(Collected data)
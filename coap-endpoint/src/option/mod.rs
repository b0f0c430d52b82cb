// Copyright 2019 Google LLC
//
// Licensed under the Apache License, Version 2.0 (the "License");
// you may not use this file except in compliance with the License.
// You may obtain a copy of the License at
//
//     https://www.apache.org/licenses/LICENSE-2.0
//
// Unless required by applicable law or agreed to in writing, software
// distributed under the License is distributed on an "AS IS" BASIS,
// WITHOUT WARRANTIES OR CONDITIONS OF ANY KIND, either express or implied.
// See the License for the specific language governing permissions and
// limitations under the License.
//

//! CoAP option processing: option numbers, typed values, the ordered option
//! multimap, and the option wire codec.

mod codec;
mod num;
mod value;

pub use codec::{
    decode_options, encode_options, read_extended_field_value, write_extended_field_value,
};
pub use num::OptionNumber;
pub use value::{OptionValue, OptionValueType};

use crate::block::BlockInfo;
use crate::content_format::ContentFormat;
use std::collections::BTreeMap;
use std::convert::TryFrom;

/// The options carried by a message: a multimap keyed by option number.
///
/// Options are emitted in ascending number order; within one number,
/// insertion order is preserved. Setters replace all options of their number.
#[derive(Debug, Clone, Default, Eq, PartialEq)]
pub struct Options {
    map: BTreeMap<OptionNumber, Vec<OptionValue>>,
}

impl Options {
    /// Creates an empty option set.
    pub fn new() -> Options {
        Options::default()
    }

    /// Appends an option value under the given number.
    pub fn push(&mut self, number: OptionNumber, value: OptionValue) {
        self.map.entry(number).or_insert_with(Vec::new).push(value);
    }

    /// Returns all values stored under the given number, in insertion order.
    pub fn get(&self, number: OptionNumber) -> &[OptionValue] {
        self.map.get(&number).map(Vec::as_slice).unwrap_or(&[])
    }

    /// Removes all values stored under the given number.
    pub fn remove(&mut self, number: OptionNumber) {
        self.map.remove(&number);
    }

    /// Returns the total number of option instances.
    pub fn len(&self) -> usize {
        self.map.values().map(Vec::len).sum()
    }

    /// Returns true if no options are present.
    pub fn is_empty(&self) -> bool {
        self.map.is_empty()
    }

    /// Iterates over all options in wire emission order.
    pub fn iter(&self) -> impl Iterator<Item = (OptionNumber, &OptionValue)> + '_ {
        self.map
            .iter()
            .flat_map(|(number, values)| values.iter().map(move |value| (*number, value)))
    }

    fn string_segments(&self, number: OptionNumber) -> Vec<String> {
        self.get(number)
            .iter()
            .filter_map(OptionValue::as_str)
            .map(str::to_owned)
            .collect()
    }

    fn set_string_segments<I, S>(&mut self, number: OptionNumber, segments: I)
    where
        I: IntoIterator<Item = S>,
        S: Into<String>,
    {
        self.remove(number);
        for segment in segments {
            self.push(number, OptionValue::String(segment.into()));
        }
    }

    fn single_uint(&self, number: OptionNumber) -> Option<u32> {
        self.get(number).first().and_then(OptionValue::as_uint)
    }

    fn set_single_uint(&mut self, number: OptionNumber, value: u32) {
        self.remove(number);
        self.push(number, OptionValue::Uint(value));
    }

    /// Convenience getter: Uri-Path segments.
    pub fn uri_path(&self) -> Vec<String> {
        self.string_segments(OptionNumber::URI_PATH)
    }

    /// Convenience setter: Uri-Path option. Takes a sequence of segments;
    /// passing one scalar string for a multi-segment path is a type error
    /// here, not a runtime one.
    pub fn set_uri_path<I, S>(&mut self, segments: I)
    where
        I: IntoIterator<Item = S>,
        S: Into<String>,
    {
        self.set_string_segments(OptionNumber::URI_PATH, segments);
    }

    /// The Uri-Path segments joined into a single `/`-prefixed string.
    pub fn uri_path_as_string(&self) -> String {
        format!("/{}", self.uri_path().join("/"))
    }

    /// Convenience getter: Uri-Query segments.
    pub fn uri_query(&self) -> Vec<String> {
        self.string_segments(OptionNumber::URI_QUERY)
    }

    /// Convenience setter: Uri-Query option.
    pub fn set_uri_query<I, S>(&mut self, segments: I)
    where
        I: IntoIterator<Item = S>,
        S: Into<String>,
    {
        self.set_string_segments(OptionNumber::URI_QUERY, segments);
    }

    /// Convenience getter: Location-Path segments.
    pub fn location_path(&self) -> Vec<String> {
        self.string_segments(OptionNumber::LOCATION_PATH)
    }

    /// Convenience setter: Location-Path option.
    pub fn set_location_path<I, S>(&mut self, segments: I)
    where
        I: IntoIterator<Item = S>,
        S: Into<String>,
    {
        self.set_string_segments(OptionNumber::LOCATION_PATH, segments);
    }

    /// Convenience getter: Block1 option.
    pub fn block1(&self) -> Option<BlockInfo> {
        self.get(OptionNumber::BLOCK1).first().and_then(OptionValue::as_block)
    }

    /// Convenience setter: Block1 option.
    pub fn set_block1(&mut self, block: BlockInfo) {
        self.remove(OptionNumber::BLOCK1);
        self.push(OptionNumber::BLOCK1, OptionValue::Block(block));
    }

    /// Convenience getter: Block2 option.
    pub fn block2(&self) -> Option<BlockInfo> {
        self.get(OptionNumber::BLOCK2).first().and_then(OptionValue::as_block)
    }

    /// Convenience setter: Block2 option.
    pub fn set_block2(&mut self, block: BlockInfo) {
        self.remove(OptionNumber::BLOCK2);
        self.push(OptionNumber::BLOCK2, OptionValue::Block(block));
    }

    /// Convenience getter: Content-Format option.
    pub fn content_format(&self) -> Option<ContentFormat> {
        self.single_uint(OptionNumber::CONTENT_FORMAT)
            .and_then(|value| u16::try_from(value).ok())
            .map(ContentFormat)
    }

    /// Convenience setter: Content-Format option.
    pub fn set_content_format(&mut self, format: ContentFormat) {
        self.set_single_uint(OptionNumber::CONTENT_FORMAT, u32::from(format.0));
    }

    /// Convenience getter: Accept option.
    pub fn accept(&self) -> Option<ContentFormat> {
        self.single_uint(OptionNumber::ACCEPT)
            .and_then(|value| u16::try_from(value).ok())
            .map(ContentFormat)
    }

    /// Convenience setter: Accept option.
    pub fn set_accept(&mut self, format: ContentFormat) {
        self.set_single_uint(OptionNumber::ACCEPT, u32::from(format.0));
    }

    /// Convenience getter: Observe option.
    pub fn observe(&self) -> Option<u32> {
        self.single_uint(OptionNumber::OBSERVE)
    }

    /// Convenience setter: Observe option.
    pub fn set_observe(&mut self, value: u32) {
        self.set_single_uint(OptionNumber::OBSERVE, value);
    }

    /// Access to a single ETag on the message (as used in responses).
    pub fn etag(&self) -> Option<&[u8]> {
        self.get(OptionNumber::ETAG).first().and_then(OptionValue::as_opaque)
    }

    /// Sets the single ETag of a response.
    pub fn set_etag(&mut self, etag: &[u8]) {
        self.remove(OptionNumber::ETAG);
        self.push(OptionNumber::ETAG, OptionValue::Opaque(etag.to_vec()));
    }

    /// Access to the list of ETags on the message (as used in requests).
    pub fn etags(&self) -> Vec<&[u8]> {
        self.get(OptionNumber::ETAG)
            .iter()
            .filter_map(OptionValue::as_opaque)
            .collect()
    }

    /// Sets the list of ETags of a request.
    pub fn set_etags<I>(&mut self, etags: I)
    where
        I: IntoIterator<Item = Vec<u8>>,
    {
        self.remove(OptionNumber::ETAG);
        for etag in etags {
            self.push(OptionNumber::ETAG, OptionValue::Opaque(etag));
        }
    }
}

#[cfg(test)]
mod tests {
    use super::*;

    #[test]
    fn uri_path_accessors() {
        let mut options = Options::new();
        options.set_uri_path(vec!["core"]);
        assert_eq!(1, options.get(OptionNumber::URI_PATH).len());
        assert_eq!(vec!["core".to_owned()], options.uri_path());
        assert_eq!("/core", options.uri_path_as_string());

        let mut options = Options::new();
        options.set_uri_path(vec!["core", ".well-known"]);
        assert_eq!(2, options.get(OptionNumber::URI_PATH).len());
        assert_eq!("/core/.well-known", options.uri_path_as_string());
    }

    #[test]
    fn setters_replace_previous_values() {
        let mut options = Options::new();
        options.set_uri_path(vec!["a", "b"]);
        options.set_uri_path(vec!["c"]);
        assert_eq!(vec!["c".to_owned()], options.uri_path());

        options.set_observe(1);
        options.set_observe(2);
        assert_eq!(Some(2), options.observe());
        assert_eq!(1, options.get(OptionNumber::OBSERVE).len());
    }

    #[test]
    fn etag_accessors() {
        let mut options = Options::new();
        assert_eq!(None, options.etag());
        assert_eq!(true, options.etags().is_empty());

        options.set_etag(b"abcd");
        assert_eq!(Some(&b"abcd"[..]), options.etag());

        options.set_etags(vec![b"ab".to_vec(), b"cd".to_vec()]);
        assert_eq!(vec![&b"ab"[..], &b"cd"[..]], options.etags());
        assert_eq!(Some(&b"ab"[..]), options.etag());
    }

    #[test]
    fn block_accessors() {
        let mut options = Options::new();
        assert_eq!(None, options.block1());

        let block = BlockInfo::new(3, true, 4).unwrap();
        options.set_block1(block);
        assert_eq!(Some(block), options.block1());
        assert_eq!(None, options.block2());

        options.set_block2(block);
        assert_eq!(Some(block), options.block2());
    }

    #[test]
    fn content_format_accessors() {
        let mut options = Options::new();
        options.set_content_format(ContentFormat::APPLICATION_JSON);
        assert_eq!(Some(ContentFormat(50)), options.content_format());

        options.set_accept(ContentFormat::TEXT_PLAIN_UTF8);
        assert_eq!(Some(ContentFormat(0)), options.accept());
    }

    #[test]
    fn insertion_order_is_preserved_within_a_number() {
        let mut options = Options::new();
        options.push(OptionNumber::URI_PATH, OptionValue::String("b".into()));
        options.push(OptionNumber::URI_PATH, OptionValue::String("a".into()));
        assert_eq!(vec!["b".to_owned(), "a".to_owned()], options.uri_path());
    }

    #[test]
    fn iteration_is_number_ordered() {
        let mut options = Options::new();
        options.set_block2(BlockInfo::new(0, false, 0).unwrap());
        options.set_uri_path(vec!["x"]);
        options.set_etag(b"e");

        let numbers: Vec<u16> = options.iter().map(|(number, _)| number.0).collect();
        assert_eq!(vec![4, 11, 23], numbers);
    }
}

- _WHAT YOU HAVE TO DO_
Check each line of the records for the word "stored" and extract those that contain it.

- _RESULT BELOW_
    /// Returns all values stored under the given number, in insertion order.
    /// Removes all values stored under the given number.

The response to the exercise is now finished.